BAB II - HIDUP LEBIH DAMAI DENGAN MUJĀHADATUN-NAFS, HUSNUD-ZANN, DAN UKHUWAH


BAB II - HIDUP LEBIH DAMAI DENGAN MUJĀHADATUN-NAFS,
HUSNUD-ZANN, DAN UKHUWAH
QS. al-Anfāl [8]: 72


¨Terjemah Ayat
“Sesungguhnya orang-orang yang beriman dan berhijrah serta berjihad dengan harta dan jiwanya pada jalan Allah dan orang-orang yang memberikan tempat kediaman dan memberi pertolongan (kepada Muhājirīn), mereka itu satu sama lain saling melindungi. Dan (terhadap) orang-orang yang beriman tetapi belum berhijrah, maka tidak ada kewajiban sedikit pun bagimu melindungi mereka, sampai mereka berhijrah. (Tetapi) jika mereka meminta pertolongan kepadamu dalam (urusan pembelaan) agama, maka kamu wajib memberikan pertolongan kecuali terhadap kaum yang telah terikat perjanjian antara kamu dengan mereka. Dan Allah Maha Melihat apa yang kamu kerjakan.” (QS. al-Anfāl [8] : 72).

Penjelasan QS. al-Anfāl [8]: 72
Dalam peristiwa hijrahnya Nabi bersama sahabat ke Madinah, terdapat tiga golongan; Pertama adalah kaum Muhājirı̄n yaitu orang-orang yang berhijrah bersama Nabi Muhammad ṣallāllāhu ʻalaihi wasallam dari Mekah ke Madinah.
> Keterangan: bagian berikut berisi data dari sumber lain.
pub mod config;
pub mod downloader;
pub mod error;
pub mod gitlab_runner;
pub mod paths;
pub mod platform;

use std::path::{Path, PathBuf};

pub use config::InstallRequest;
pub use error::{InstallError, Result};
pub use gitlab_runner::*;
pub use platform::Platform;

pub trait CliInstaller {
    fn name(&self) -> &str;
    fn version(&self) -> &str;
    fn bin_path(&self) -> &Path;
    /// URL of the release binary built for `arch`.
    fn download_url(&self, arch: &str) -> String;

    /// Downloads the binary to [`CliInstaller::bin_path`] and makes it executable,
    /// replacing any previous install at that path.
    fn install(self) -> Result<impl Cli>;
}

pub trait Cli {
    fn bin_path(&self) -> PathBuf;

    fn is_executable(&self) -> bool {
        use std::os::unix::fs::PermissionsExt;

        std::fs::metadata(self.bin_path())
            .map(|meta| meta.is_file() && meta.permissions().mode() & 0o111 != 0)
            .unwrap_or(false)
    }
}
Mereka mengalami kekerasan, penyiksaan dan kekejaman yang dilakukan oleh kaum kafir tetapi mereka tetap sabar dan tetap dalam iman. Kedua adalah kaum Anṣār yaitu orang-orang Madinah yang beriman kepada Allah subḥānahū wa taʻālā, berjanji kepada Nabi Muhammad ṣallāllāhu ʻalaihi wasallam dan kaum Muhājirı̄n untuk bersama-sama berjuang di jalan Allah. Mereka bersedia menolong dan berkorban dengan harta dan jiwanya demi keberhasilan perjuangan Islam. Allah memberikan dua sebutan mulia kepada mereka sebagai “pemberi tempat kediaman” dan “penolong dan pembantu”. Ketiga adalah kaum yang tidak termasuk dalam keduanya, mereka tetap tinggal di Mekah yang dikuasai oleh kaum kafir. Mereka tidak dapat disamakan dengan kaum Muhājirı̄n dan kaum Anṣār karena mereka tidak berada dalam lingkungan masyarakat Islam, tetapi hidup di lingkungan orang-orang kafir. Oleh karena itu, hubungan antara mereka dengan kaum muslimin di Madinah tidak dapat disamakan dengan hubungan antara kaum Muhājirı̄n dan kaum Anṣār dalam masyarakat Islam. Hubungan antara sesama mukmin di Madinah sangat erat bahkan seperti saudara satu keturunan yang tidak lagi membedakan hak dan kewajiban. Hubungan antara mereka dengan mukmin di Madinah hanya diikat atas dasar keimanan saja.
Kaum Muhājirı̄n dan kaum Anṣār telah memberikan teladan dalam mujāhadatunnafs. Secara bahasa mujāhadah artinya bersungguh-sungguh, sedangkan an-nafs artinya jiwa, nafsu, diri. Jadi mujāhadatun-nafs artinya perjuangan sungguh-sungguh melawan hawa nafsu atau bersungguh-sungguh menghindari perbuatan yang melanggar hukum-hukum Allah subḥānahū wa taʻālā. Dalam bahasa Indonesia mujāhadatun-nafs disebut dengan kontrol diri. Kontrol diri merupakan salah satu perilaku terpuji yang harus dimiliki setiap muslim.
Menurut Al-Qur’an nafsu dibagi menjadi tiga, yaitu :
1.      An-nafsul-ammārah, yaitu nafsu yang mendorong manusia kepada keburukan sebagaimana yang dinyatakan dalam QS. Yūsuf [12]: 53
*Dan aku tidak (menyatakan) diriku bebas (dari kesalahan), karena sesungguhnya nafsu itu selalu mendorong kepada kejahatan, kecuali (nafsu) yang diberi rahmat oleh Tuhanku. Sesungguhnya Tuhanku Maha Pengampun, Maha Penyayang (QS.Yūsuf [12]: 53).
2.      An-nafsul-lawwāmah, yaitu nafsu yang menyesali setiap perbuatan buruk
sebagaimana dinyatakan dalam QS. al-Qiyāmah [75]: 2
 
Dan aku tidak bersumpah demi jiwa yang selalu menyesali (dirinya sendiri).
(QS. Al-Qiyāmah [75]: 2).
3.      An-nafsul-muṭmainnah, yaitu nafsu yang tenang sebagaiman dinyatakan dalam QS. al-Fajr [89] : 27-30
 
“Wahai jiwa yang tenang! Kembalilah kepada Tuhanmu dengan hati yang rida dan diridhai-Nya. Maka masuklah ke dalam golongan hamba-hamba-Ku, dan masuklah ke dalam surga-Ku.” (QS. al-Fajr [89] : 27-30).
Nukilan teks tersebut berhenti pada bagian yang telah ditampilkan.